On the blog, 20 Things Singles Don’t Want to Hear During the Holidays
& the Response You May Receive!
It’s all in fun and love! Enjoy your family time and a few laughs on us!
- You’ll find someone someday.
(response: Don’t you think I already know that!)
- Mr./Mrs. Right is being prepped for you.
(response: Well make sure they’re well done this time)
- I’ve got just the right person for you, my niece/nephew is single too.
(response: Does my shirt say desperately seeking?!)
- When are you getting married?
(response: If I knew that, I would have sent out “Save the dates” by now to avoid you asking this question, again!)
- Whatever happened to so and so?
(response: If you don’t see them around then apparently we ain’t together!)
- You’re not getting any younger!
(response:**ding, ding** You are correct! I don’t suffer from that Benjamin Button disease)
- You can always get a pet.
(response: Well just go ahead put me in the housecoat, slippers, cigarettes, bonnet and deem me that cat lady)

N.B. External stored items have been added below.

//! Packet construction by composition: every `with_*` function returns a
//! closure that tweaks one aspect of a packet, and the constructors apply
//! them in order. A modifier fails when the option it sets cannot be
//! encoded.

use super::err::{Error, Result};
use super::option::{DhcpMessageTypes, DhcpOption, UserClass};
use super::options::DhcpOptions;
use super::packet::{DhcpPacket, BOOT_REPLY, BOOT_REQUEST};
use pnet::util::MacAddr;
use rand::Rng;
use std::net::Ipv4Addr;
use std::time::Duration;

pub type Modifier = Box<dyn Fn(&mut DhcpPacket) -> Result<()>>;

impl DhcpPacket {
    /// Boot request with a random transaction id, with the modifiers
    /// applied in order.
    pub fn new(modifiers: Vec<Modifier>) -> Result<Self> {
        let mut rng = rand::thread_rng();
        let mut p = Self::new_request();
        p.xid = rng.gen();

        for modifier in modifiers.iter() {
            modifier(&mut p)?;
        }
        return Ok(p);
    }

    pub fn new_discovery(
        hwaddr: MacAddr,
        modifiers: Vec<Modifier>,
    ) -> Result<Self> {
        let mut all = vec![
            with_broadcast(true),
            with_hw_addr(hwaddr),
            with_requested_options(vec![
                DhcpOptions::SUBNET_MASK,
                DhcpOptions::ROUTER,
                DhcpOptions::DOMAIN_NAME,
                DhcpOptions::DOMAIN_NAME_SERVER,
            ]),
            with_message_type(DhcpMessageTypes::DISCOVER),
        ];
        all.extend(modifiers);
        return Self::new(all);
    }

    pub fn new_inform(
        hwaddr: MacAddr,
        local_ip: Ipv4Addr,
        modifiers: Vec<Modifier>,
    ) -> Result<Self> {
        let mut all = vec![
            with_hw_addr(hwaddr),
            with_message_type(DhcpMessageTypes::INFORM),
            with_client_ip(local_ip),
        ];
        all.extend(modifiers);
        return Self::new(all);
    }

    /// Request for the address offered. The offer must carry a server
    /// identifier.
    pub fn new_request_from_offer(
        offer: &DhcpPacket,
        modifiers: Vec<Modifier>,
    ) -> Result<Self> {
        let server_ip = offer
            .options
            .server_identifier()
            .and_then(|ids| ids.first().copied())
            .ok_or(Error::MissingOption(DhcpOptions::DHCP_SERVER_ID))?;

        let mut all = vec![
            with_reply(offer),
            with_message_type(DhcpMessageTypes::REQUEST),
            with_server_ip(server_ip),
            with_option(DhcpOption::RequestedIpAddress(offer.yiaddr)),
            with_option(DhcpOption::ServerIdentifier(vec![server_ip])),
        ];
        all.extend(modifiers);
        return Self::new(all);
    }

    pub fn new_reply_from_request(
        request: &DhcpPacket,
        modifiers: Vec<Modifier>,
    ) -> Result<Self> {
        let mut all = vec![with_reply(request)];
        all.extend(modifiers);
        return Self::new(all);
    }
}

pub fn with_transaction_id(xid: u32) -> Modifier {
    Box::new(move |p: &mut DhcpPacket| {
        p.xid = xid;
        Ok(())
    })
}

pub fn with_broadcast(broadcast: bool) -> Modifier {
    Box::new(move |p: &mut DhcpPacket| {
        if broadcast {
            p.set_broadcast();
        } else {
            p.set_unicast();
        }
        Ok(())
    })
}

pub fn with_hw_addr(hwaddr: MacAddr) -> Modifier {
    Box::new(move |p: &mut DhcpPacket| {
        p.chaddr = hwaddr;
        Ok(())
    })
}

pub fn with_client_ip(ip: Ipv4Addr) -> Modifier {
    Box::new(move |p: &mut DhcpPacket| {
        p.ciaddr = ip;
        Ok(())
    })
}

pub fn with_your_ip(ip: Ipv4Addr) -> Modifier {
    Box::new(move |p: &mut DhcpPacket| {
        p.yiaddr = ip;
        Ok(())
    })
}

pub fn with_server_ip(ip: Ipv4Addr) -> Modifier {
    Box::new(move |p: &mut DhcpPacket| {
        p.siaddr = ip;
        Ok(())
    })
}

/// Answer to `request`: flips the op code and copies the fields that
/// pair both messages.
pub fn with_reply(request: &DhcpPacket) -> Modifier {
    let op = if request.op == BOOT_REQUEST {
        BOOT_REPLY
    } else {
        BOOT_REQUEST
    };
    let (htype, xid, chaddr, flags, giaddr) = (
        request.htype,
        request.xid,
        request.chaddr,
        request.flags,
        request.giaddr,
    );

    Box::new(move |p: &mut DhcpPacket| {
        p.op = op;
        p.htype = htype;
        p.xid = xid;
        p.chaddr = chaddr;
        p.flags = flags;
        p.giaddr = giaddr;
        Ok(())
    })
}

/// Unicast through the relay agent at `ip`.
pub fn with_relay(ip: Ipv4Addr) -> Modifier {
    Box::new(move |p: &mut DhcpPacket| {
        p.set_unicast();
        p.giaddr = ip;
        p.hops = 1;
        Ok(())
    })
}

/// Appends the option, concatenating with any data already there.
pub fn with_option(option: DhcpOption) -> Modifier {
    Box::new(move |p: &mut DhcpPacket| p.add_option(&option))
}

pub fn with_message_type(mtype: u8) -> Modifier {
    Box::new(move |p: &mut DhcpPacket| {
        p.update_option(&DhcpOption::DhcpMsgType(mtype))
    })
}

pub fn with_user_class(class: Vec<u8>, rfc: bool) -> Modifier {
    Box::new(move |p: &mut DhcpPacket| {
        let uc = if rfc {
            UserClass::rfc3004(vec![class.clone()])
        } else {
            UserClass::legacy(class.clone())
        };
        p.add_option(&DhcpOption::UserClass(uc))
    })
}

/// Adds the codes to the parameter request list, keeping the ones
/// already requested.
pub fn with_requested_options(codes: Vec<u8>) -> Modifier {
    Box::new(move |p: &mut DhcpPacket| request_options(p, &codes))
}

/// Requests the TFTP server name and bootfile name.
pub fn with_netboot() -> Modifier {
    with_requested_options(vec![
        DhcpOptions::TFTP_SERVER_NAME,
        DhcpOptions::BOOTFILE_NAME,
    ])
}

fn request_options(p: &mut DhcpPacket, codes: &[u8]) -> Result<()> {
    let mut prl = p.options.parameter_request_list().unwrap_or_default();
    prl.extend(codes);
    prl.sort_unstable();
    prl.dedup();
    return p.update_option(&DhcpOption::ParameterRequestList(prl));
}

pub fn with_netmask(mask: Ipv4Addr) -> Modifier {
    Box::new(move |p: &mut DhcpPacket| {
        p.update_option(&DhcpOption::SubnetMask(mask))
    })
}

pub fn with_lease_time(lease: Duration) -> Modifier {
    Box::new(move |p: &mut DhcpPacket| {
        p.update_option(&DhcpOption::IpAddressLeaseTime(lease))
    })
}

pub fn with_router(routers: Vec<Ipv4Addr>) -> Modifier {
    Box::new(move |p: &mut DhcpPacket| {
        p.update_option(&DhcpOption::Router(routers.clone()))
    })
}

pub fn with_dns(servers: Vec<Ipv4Addr>) -> Modifier {
    Box::new(move |p: &mut DhcpPacket| {
        p.update_option(&DhcpOption::DomainNameServer(servers.clone()))
    })
}

pub fn with_domain_search_list(domains: Vec<String>) -> Modifier {
    Box::new(move |p: &mut DhcpPacket| {
        p.update_option(&DhcpOption::DomainSearch(domains.clone()))
    })
}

- I pray you find someone soon.
(response: While you’re praying, please ask for deliverance from put foot in mouth disease!)
- Have you tried online dating?
(response: No, but thanks grandma for creating that profile and stressing that I am in desperate need!)

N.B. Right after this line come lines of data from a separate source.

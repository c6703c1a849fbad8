//! LSB embedding of bit streams into RGBA pixel data.
//!
//! Layout (pixel indices are row-major):
//! - Pixels `0..32`: one length bit each, in the red channel's bit 0
//! - Pixels `32..`: three data bits each, in red, green, blue bit 0 (in that order)
//! - Alpha is never touched, nor are bits 1-7 of any channel
//!
//! A grid of `n >= 32` pixels holds `floor(3 * (n - 32) / 8)` payload bytes.

use crate::bits::{self, BitStream, LENGTH_BITS};
use crate::error::{CoreError, Result};

/// Bytes per pixel (R, G, B, A).
pub const CHANNELS: usize = 4;

/// Pixels consumed by the length prefix.
pub const LENGTH_PIXELS: usize = LENGTH_BITS;

/// Data bits stored per pixel after the length prefix.
pub const DATA_BITS_PER_PIXEL: usize = 3;

/// A width x height grid of 8-bit RGBA pixels, row-major.
///
/// The codec mutates pixel values in place but never resizes the grid.
#[derive(Debug, Clone, PartialEq, Eq)]
pub struct PixelGrid {
    width: u32,
    height: u32,
    data: Vec<u8>,
}

impl PixelGrid {
    /// Create a grid with every pixel set to `rgba`.
    pub fn filled(width: u32, height: u32, rgba: [u8; 4]) -> Self {
        let pixels = width as usize * height as usize;
        let mut data = Vec::with_capacity(pixels * CHANNELS);
        for _ in 0..pixels {
            data.extend_from_slice(&rgba);
        }
        Self {
            width,
            height,
            data,
        }
    }

    /// Create a fully transparent black grid.
    pub fn new(width: u32, height: u32) -> Self {
        Self::filled(width, height, [0, 0, 0, 0])
    }

    /// Wrap a decoded RGBA buffer.
    ///
    /// The buffer must hold exactly `width * height * 4` bytes.
    pub fn from_rgba(width: u32, height: u32, data: Vec<u8>) -> Result<Self> {
        let expected = (width as usize)
            .checked_mul(height as usize)
            .and_then(|p| p.checked_mul(CHANNELS))
            .unwrap_or(usize::MAX);
        if data.len() != expected {
            return Err(CoreError::InvalidPixelFormat {
                width,
                height,
                expected,
                actual: data.len(),
            });
        }
        Ok(Self {
            width,
            height,
            data,
        })
    }

    pub fn width(&self) -> u32 {
        self.width
    }

    pub fn height(&self) -> u32 {
        self.height
    }

    /// Total number of pixels.
    pub fn pixel_count(&self) -> usize {
        self.data.len() / CHANNELS
    }

    /// Get a pixel's RGBA value.
    pub fn pixel(&self, index: usize) -> Option<[u8; 4]> {
        let start = index.checked_mul(CHANNELS)?;
        let end = start.checked_add(CHANNELS)?;
        let px = self.data.get(start..end)?;
        Some([px[0], px[1], px[2], px[3]])
    }

    /// Overwrite a pixel. Returns `false` if the index is out of range.
    pub fn set_pixel(&mut self, index: usize, rgba: [u8; 4]) -> bool {
        let Some(end) = index
            .checked_mul(CHANNELS)
            .and_then(|start| start.checked_add(CHANNELS))
        else {
            return false;
        };
        match self.data.get_mut(end - CHANNELS..end) {
            Some(px) => {
                px.copy_from_slice(&rgba);
                true
            }
            None => false,
        }
    }

    /// Borrow the raw RGBA bytes.
    pub fn as_raw(&self) -> &[u8] {
        &self.data
    }

    /// Consume into the raw RGBA bytes (for an image encoder).
    pub fn into_raw(self) -> Vec<u8> {
        self.data
    }

    fn channel_lsb(&self, pixel: usize, channel: usize) -> bool {
        self.data[pixel * CHANNELS + channel] & 1 == 1
    }

    fn set_channel_lsb(&mut self, pixel: usize, channel: usize, bit: bool) {
        let byte = &mut self.data[pixel * CHANNELS + channel];
        *byte = (*byte & 0xFE) | u8::from(bit);
    }
}

/// Pixels needed to hold a payload of `byte_len` bytes plus the length prefix.
pub fn required_pixels(byte_len: usize) -> u64 {
    LENGTH_PIXELS as u64 + data_pixels((byte_len as u64).saturating_mul(8))
}

/// Payload bytes a grid of `pixel_count` pixels can hold.
pub fn capacity_bytes(pixel_count: usize) -> u64 {
    let data_pixels = pixel_count.saturating_sub(LENGTH_PIXELS) as u64;
    data_pixels * DATA_BITS_PER_PIXEL as u64 / 8
}

fn data_pixels(bit_count: u64) -> u64 {
    bit_count.div_ceil(DATA_BITS_PER_PIXEL as u64)
}

/// Map a data bit index to its (pixel, channel) position.
fn data_position(bit_index: usize) -> (usize, usize) {
    (
        LENGTH_PIXELS + bit_index / DATA_BITS_PER_PIXEL,
        bit_index % DATA_BITS_PER_PIXEL,
    )
}

/// Embed a length prefix and data bits into the grid.
///
/// Fails with [`CoreError::Capacity`] before touching any pixel if the grid
/// is too small.
pub fn embed(
    grid: &mut PixelGrid,
    length_bits: &[bool; LENGTH_BITS],
    data_bits: &BitStream,
) -> Result<()> {
    let required = LENGTH_PIXELS as u64 + data_pixels(data_bits.len() as u64);
    let available = grid.pixel_count() as u64;
    if required > available {
        return Err(CoreError::Capacity {
            required_pixels: required,
            available_pixels: available,
        });
    }

    for (pixel, &bit) in length_bits.iter().enumerate() {
        grid.set_channel_lsb(pixel, 0, bit);
    }

    for (i, bit) in data_bits.iter().enumerate() {
        let (pixel, channel) = data_position(i);
        grid.set_channel_lsb(pixel, channel, bit);
    }

    Ok(())
}

/// Embed a byte sequence with its length prefix.
pub fn embed_bytes(grid: &mut PixelGrid, bytes: &[u8]) -> Result<()> {
    let len = u32::try_from(bytes.len()).map_err(|_| CoreError::Capacity {
        required_pixels: required_pixels(bytes.len()),
        available_pixels: grid.pixel_count() as u64,
    })?;
    embed(grid, &bits::encode_length(len), &bits::encode_bytes(bytes))
}

/// Read the 32-bit length prefix.
pub fn read_length(grid: &PixelGrid) -> Result<u32> {
    if grid.pixel_count() < LENGTH_PIXELS {
        return Err(CoreError::Capacity {
            required_pixels: LENGTH_PIXELS as u64,
            available_pixels: grid.pixel_count() as u64,
        });
    }

    let mut length_bits = [false; LENGTH_BITS];
    for (pixel, bit) in length_bits.iter_mut().enumerate() {
        *bit = grid.channel_lsb(pixel, 0);
    }
    Ok(bits::decode_length(&length_bits))
}

/// Extract the length-prefixed byte sequence.
///
/// The declared length is checked against the grid's capacity before any
/// output buffer is allocated.
pub fn extract(grid: &PixelGrid) -> Result<Vec<u8>> {
    let len = read_length(grid)? as usize;

    let required = required_pixels(len);
    let available = grid.pixel_count() as u64;
    if required > available {
        return Err(CoreError::Capacity {
            required_pixels: required,
            available_pixels: available,
        });
    }

    let data_bits: BitStream = (0..len * 8)
        .map(|i| {
            let (pixel, channel) = data_position(i);
            grid.channel_lsb(pixel, channel)
        })
        .collect();

    bits::decode_bytes(data_bits.as_slice(), len)
}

- Maybe you should fix yourself up.
(response: So, you think I’m trying to fix myself down?!)
- You’ll find someone when you least expect it.
(response: Well hopefully I’m fixed up by then! (reference #10))
- Your standards are too high.
(response: So you’re saying I should take practices personal hygiene off the table?!)
- Hopefully we’ll be planning your wedding soon.
(response: And your funeral next!)
- As a virgo you should really be looking for a cancer as a match?
(response: And in what bible did you find this compatibility chart?!)
- There’s someone out there for everyone.
(response: Apparently so, someone found you.)
- If all else fails, at least you have family.
(response: Well, damn that is a depressing thought!)
- What happened to (insert ex’s name here), I mean he/she left you in debt but he/she had some pretty teeth?
(response: Well there you have it, hopefully great dental hygiene will pay our mortgage someday.)
- Remember when you were 10 years old and you and (insert childhood friend’s name here) said you were going to get married, what happened?
(response: We did this thing called “GROW UP”)
- Back in high school everybody thought you would be the first to get married. (response: Back in high school I had no standards!)
- You just need to put yourself out there.
(response: So, mom, you hanging that desperately seeking a date for my son/daughter sign ain’t getting the response you expected, huh?!) Just kidding! It’s all in fun and sarcasm. Have a Happy Thanksgiving!